1. Is your daughter the type who thrives on travel and new experieces as my daughter does, or does she crave the safe and familiar? If the latter, she's probably too young for this.

2. Although she's old enough to remember this for the rest of her life, she'd remember it even better if she were 18 or 20. I'm wondering if this is the right timing.

3. An around-the-world cruise means she's going to spend an awfully large proportion of her time on shipboard, in kid's clubs, the pool, and other entertainment venues instead of the more educational experiences of sightseeing and absorbing new cultures. If this were three months of land-based exploring, she'd actually be getting more benefit for the amount of time invested.

4. Couldn't your folks book a tour that coincides with your daughter's summer vacation, instead? As Janet suggested, perhaps a Hawaiian tour at Christmastime or an Alaskan cruise in the summer?

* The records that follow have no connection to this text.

use amqprs::{
    callbacks::{DefaultChannelCallback, DefaultConnectionCallback},
    channel::{BasicAckArguments, BasicConsumeArguments, BasicNackArguments, BasicPublishArguments, Channel, QueueDeclareArguments},
    connection::{Connection, OpenConnectionArguments},
    consumer::AsyncConsumer,
    BasicProperties,
    Deliver,
    FieldTable,
    FieldValue,
};
use chrono::{Local, NaiveDateTime};
use diesel::{
    prelude::*,
    r2d2::{ConnectionManager, Pool},
};
use log::{error, info, warn};
use serde::{Deserialize, Serialize};
use std::sync::Arc;
use uuid::Uuid;

use crate::actions;
use crate::config::AmqpConfig;
use crate::models::{LifecycleEvent, Reservation};

type DbPool = Pool<ConnectionManager<PgConnection>>;
type Result<T> = std::result::Result<T, Box<dyn std::error::Error + Send + Sync>>;

const DELAY_QUEUE_PREFIX: &str = "reservation.lifecycle.delay";
const TRANSITION_QUEUE: &str = "reservation.lifecycle";

// Delay queues hold 1s, 2s, 4s ... 2^21s (about 24 days). Each queue has a
// single x-message-ttl, so its messages expire in publish order.
const MAX_DELAY_EXPONENT: u32 = 21;

/// Published when a reservation is saved; delivered when `due_at` arrives.
#[derive(Debug, Clone, PartialEq, Serialize, Deserialize)]
pub struct LifecycleTimerMessage {
    pub reservation_id: i32,
    pub event: LifecycleEvent,
    pub due_at: NaiveDateTime,
}

/// Start and end timers still ahead of `now` for a reservation whose status
/// needs them. Times that have already passed get no timer.
pub fn timers_for(reservation: &Reservation, now: NaiveDateTime) -> Vec<LifecycleTimerMessage> {
    if reservation.is_deleted || !reservation.status.is_scheduled() {
        return Vec::new();
    }
    [
        (LifecycleEvent::Start, reservation.start_time),
        (LifecycleEvent::End, reservation.end_time),
    ]
    .into_iter()
    .filter(|(_, due_at)| ttl_millis(*due_at, now).is_some())
    .map(|(event, due_at)| LifecycleTimerMessage {
        reservation_id: reservation.reservation_id,
        event,
        due_at,
    })
    .collect()
}

/// Milliseconds until `due_at`, or `None` when it has already passed.
pub fn ttl_millis(due_at: NaiveDateTime, now: NaiveDateTime) -> Option<i64> {
    let delay = due_at.signed_duration_since(now).num_milliseconds();
    (delay > 0).then_some(delay)
}

/// Seconds of the longest delay queue that does not overshoot `remaining_ms`,
/// or `None` once the timer is due within a second.
pub fn delay_bucket(remaining_ms: i64) -> Option<u32> {
    (0..=MAX_DELAY_EXPONENT)
        .rev()
        .map(|exp| 1u32 << exp)
        .find(|secs| i64::from(*secs) * 1000 <= remaining_ms)
}

fn delay_queue_name(secs: u32) -> String {
    format!("{}.{}s", DELAY_QUEUE_PREFIX, secs)
}

/// Queue a timer goes to next: a delay queue while it is a second or more
/// away, the transition queue once it is due.
fn next_hop(timer: &LifecycleTimerMessage, now: NaiveDateTime) -> Option<String> {
    ttl_millis(timer.due_at, now)
        .and_then(delay_bucket)
        .map(delay_queue_name)
}

/// How a due timer's delivery is settled with the broker.
#[derive(Debug, Clone, Copy, PartialEq, Eq)]
enum Settlement {
    Ack,
    Requeue,
}

/// Acks only when the transition task ran and reached the database.
fn settlement_for<T, E>(outcome: &std::result::Result<Result<T>, E>) -> Settlement {
    match outcome {
        Ok(Ok(_)) => Settlement::Ack,
        Ok(Err(_)) | Err(_) => Settlement::Requeue,
    }
}

async fn publish_timer(channel: &Channel, timer: &LifecycleTimerMessage, queue: &str) -> Result<()> {
    let content = serde_json::to_vec(timer)?;
    let properties = BasicProperties::default()
        .with_delivery_mode(2) // persistent
        .finish();
    channel
        .basic_publish(properties, content, BasicPublishArguments::new("", queue))
        .await?;
    Ok(())
}

// Consumer for handling due lifecycle timers
struct LifecycleTransitionConsumer {
    db_pool: DbPool,
}

#[async_trait::async_trait]
impl AsyncConsumer for LifecycleTransitionConsumer {
    async fn consume(
        &mut self,
        channel: &Channel,
        deliver: Deliver,
        _basic_properties: BasicProperties,
        content: Vec<u8>,
    ) {
        let result = self.handle_timer(channel, deliver, content).await;
        if let Err(e) = result {
            error!("❌ Failed to process lifecycle timer: {:?}", e);
        }
    }
}

impl LifecycleTransitionConsumer {
    async fn handle_timer(&mut self, channel: &Channel, deliver: Deliver, content: Vec<u8>) -> Result<()> {
        let message = match serde_json::from_slice::<LifecycleTimerMessage>(&content) {
            Ok(message) => message,
            Err(e) => {
                error!("❌ Error deserializing lifecycle timer message: {:?}", e);
                // Reject without requeue - malformed message
                if let Err(e) = channel.basic_nack(BasicNackArguments::new(deliver.delivery_tag(), false, false)).await {
                    error!("Error rejecting message: {:?}", e);
                }
                return Err(e.into());
            }
        };

        // Still early: pass it on to the next shorter delay queue
        if let Some(queue) = next_hop(&message, Local::now().naive_local()) {
            if let Err(e) = publish_timer(channel, &message, &queue).await {
                error!("❌ Error forwarding lifecycle timer: {:?}", e);
                if let Err(e) = channel.basic_nack(BasicNackArguments::new(deliver.delivery_tag(), false, true)).await {
                    error!("Error rejecting message: {:?}", e);
                }
                return Err(e);
            }
            if let Err(e) = channel.basic_ack(BasicAckArguments::new(deliver.delivery_tag(), false)).await {
                error!("Error acknowledging message: {:?}", e);
            }
            return Ok(());
        }

        info!("⏰ {:?} timer due for reservation {}", message.event, message.reservation_id);

        let pool = self.db_pool.clone();
        let (reservation_id, event, due_at) = (message.reservation_id, message.event, message.due_at);
        let outcome = tokio::task::spawn_blocking(move || {
            let mut conn = pool.get()?;
            actions::apply_lifecycle_event(&mut conn, reservation_id, event, due_at)
        })
        .await;

        if settlement_for(&outcome) == Settlement::Requeue {
            // Reject and requeue for retry
            if let Err(e) = channel.basic_nack(BasicNackArguments::new(deliver.delivery_tag(), false, true)).await {
                error!("Error rejecting message: {:?}", e);
            }
        }

        match outcome {
            Ok(Ok(Some(status))) => {
                info!("✅ Reservation {} is now {}", reservation_id, status);
            }
            Ok(Ok(None)) => {
                info!("ℹ️ Timer for reservation {} no longer applies, dropping it", reservation_id);
            }
            Ok(Err(e)) => {
                error!("❌ Error applying lifecycle timer: {:?}", e);
                return Err(e);
            }
            Err(e) => {
                error!("❌ Lifecycle transition task failed: {:?}", e);
                return Err(e.into());
            }
        }

        if let Err(e) = channel.basic_ack(BasicAckArguments::new(deliver.delivery_tag(), false)).await {
            error!("Error acknowledging message: {:?}", e);
        }
        Ok(())
    }
}

/// Schedules reservation start/end transitions through fixed-TTL delay
/// queues that dead-letter into the transition queue.
#[derive(Clone)]
pub struct LifecycleTimerService {
    db_pool: DbPool,
    amqp: AmqpConfig,
    connection: Option<Arc<Connection>>,
    transition_queue: String,
}

impl LifecycleTimerService {
    pub fn new(db_pool: DbPool, amqp: AmqpConfig) -> Self {
        Self {
            db_pool,
            amqp,
            connection: None,
            transition_queue: TRANSITION_QUEUE.to_string(),
        }
    }

    pub async fn initialize(&mut self) -> Result<()> {
        info!("Connecting to RabbitMQ at {}:{}...", self.amqp.host, self.amqp.port);

        let connection = Connection::open(&OpenConnectionArguments::new(
            &self.amqp.host,
            self.amqp.port,
            &self.amqp.user,
            &self.amqp.password,
        ))
        .await?;

        connection
            .register_callback(DefaultConnectionCallback)
            .await?;

        let setup_channel = connection.open_channel(None).await?;
        setup_channel
            .register_callback(DefaultChannelCallback)
            .await?;

        self.declare_queues(&setup_channel).await?;

        self.connection = Some(Arc::new(connection));

        let _ = setup_channel.close().await;

        info!("Connected to RabbitMQ and declared lifecycle queues");

        Ok(())
    }

    // Idempotent, so every publishing channel can call it
    async fn declare_queues(&self, channel: &Channel) -> Result<()> {
        channel
            .queue_declare(
                QueueDeclareArguments::new(&self.transition_queue)
                    .durable(true)
                    .finish(),
            )
            .await?;

        for exp in 0..=MAX_DELAY_EXPONENT {
            let secs = 1u32 << exp;

            let mut args = FieldTable::new();
            args.insert(
                "x-message-ttl".try_into()?,
                // 2^21 * 1000 still fits in an i32
                FieldValue::I(i32::try_from(u64::from(secs) * 1000)?),
            );
            args.insert(
                "x-dead-letter-exchange".try_into()?,
                "".into() // Route to default exchange
            );
            args.insert(
                "x-dead-letter-routing-key".try_into()?,
                self.transition_queue.clone().into()
            );

            channel
                .queue_declare(
                    QueueDeclareArguments::new(&delay_queue_name(secs))
                        .durable(true)
                        .arguments(args)
                        .finish(),
                )
                .await?;
        }

        Ok(())
    }

    async fn get_fresh_channel(&self) -> Result<Channel> {
        if let Some(connection) = &self.connection {
            let channel = connection.open_channel(None).await?;
            channel.register_callback(DefaultChannelCallback).await?;
            Ok(channel)
        } else {
            Err("RabbitMQ connection not initialized".into())
        }
    }

    // Queue operation with a short exponential backoff
    async fn safe_queue_operation<F, Fut>(&self, operation: F) -> Result<()>
    where
        F: Fn() -> Fut,
        Fut: std::future::Future<Output = Result<()>>,
    {
        let max_retries = 2;
        let mut delay_ms = 25;

        for attempt in 1..=max_retries {
            match operation().await {
                Ok(_) => return Ok(()),
                Err(e) if attempt < max_retries => {
                    warn!("Queue operation failed (attempt {}/{}), retrying: {:?}", attempt, max_retries, e);
                    tokio::time::sleep(tokio::time::Duration::from_millis(delay_ms)).await;
                    delay_ms *= 2;
                }
                Err(e) => {
                    error!("Queue operation failed after {} attempts, giving up: {:?}", max_retries, e);
                    return Err(e);
                }
            }
        }

        Ok(())
    }

    /// Publishes the start and end timers of a newly booked reservation.
    pub async fn schedule_reservation(&self, reservation: &Reservation) -> Result<()> {
        let timers = timers_for(reservation, Local::now().naive_local());
        if timers.is_empty() {
            return Ok(());
        }

        let operation = || {
            let timers = timers.clone();
            async move {
                let channel = self.get_fresh_channel().await?;
                self.declare_queues(&channel).await?;

                let now = Local::now().naive_local();
                for timer in &timers {
                    let queue = next_hop(timer, now).unwrap_or_else(|| self.transition_queue.clone());
                    publish_timer(&channel, timer, &queue).await?;

                    info!(
                        "📅 Scheduled {:?} for reservation {} at {} via '{}'",
                        timer.event, timer.reservation_id, timer.due_at, queue
                    );
                }

                let _ = channel.close().await;
                Ok(())
            }
        };

        self.safe_queue_operation(operation).await
    }

    /// Starts the consumer that applies due transitions.
    pub async fn start_consuming_transitions(&self) -> Result<()> {
        let connection = match &self.connection {
            Some(connection) => connection,
            None => return Err("RabbitMQ connection not initialized".into()),
        };

        info!("🚀 Starting lifecycle consumer on queue: {}", self.transition_queue);

        let channel = connection.open_channel(None).await?;
        channel.register_callback(DefaultChannelCallback).await?;

        let consumer_tag = format!("lifecycle_consumer_{}", Uuid::new_v4());
        let args = BasicConsumeArguments::new(&self.transition_queue, &consumer_tag)
            .manual_ack(true)
            .finish();
        let consumer = LifecycleTransitionConsumer {
            db_pool: self.db_pool.clone(),
        };

        tokio::spawn(async move {
            match channel.basic_consume(consumer, args).await {
                Ok(_) => {
                    info!("✅ Lifecycle consumer started successfully");
                    // The channel must outlive the consumer
                    std::future::pending::<()>().await;
                }
                Err(e) => {
                    error!("❌ Failed to start lifecycle consumer: {:?}", e);
                }
            }
        });

        Ok(())
    }
}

And, of course, I imagine you'll miss her if she's gone three whole months!

-- Stephanie

Stephanie, CL of the Dating as a Single Parent board: http://messageboards.ivillage.com/iv-p

iVillage Member
Registered: 10-18-2003
Fri, 05-21-2004 - 11:36am

Geez!...couldn't they just take a Disney cruise?


I don't think I could let my daughter go for three months...I think it's too much at this age...if she were 18..yes, but 11!!!

Kim

iVillage Member
Registered: 05-02-2003
Fri, 05-21-2004 - 12:31pm

While conceding that this is truly a once in a lifetime opportunity, I wouldn't let my son go if our places were reversed.

Sherrie Rainbow

Community Leader
Registered: 12-16-2003
Tue, 05-25-2004 - 8:35am
Wow what an opportunity! It is a hard decision! First off, is hse mature enough for this? It would be hard for my dd, but she could do it. She goes away for over 3 weeks every summer, and hates coming home. Second, how is she with her cousins and grandparents? My dad would be throwing kids off the shop if he was with them for that long, he just isn't a big kid person. He wants to take my dd to Europe for a few weeks, and I am not sure if they can handle each other. Being away for that long from dd would take a toll on me, but I would consider what she was experiencing a worthy cause. Missing school for this, wouldn't bug me much. This would be so filled with education and experiences, school couldn't come close. She could write journals, take a photography class, etc... to get ready to go. I think you would have to talk to your parents about things too. What if she gets too homesick? How are they going to handle disapline issues, etc... If everything checked out, I guess I would send her. I figure, she may not get another chance to expand her horizens so much, at such a great age.

Ramona  Mom to 2 great kids and wife to one wonderful hubby since 1990!

iVillage Member
Registered: 08-20-2003
Tue, 05-25-2004 - 9:27am

WOW, that is amazing, what an offer and what an experience it would be for your DD.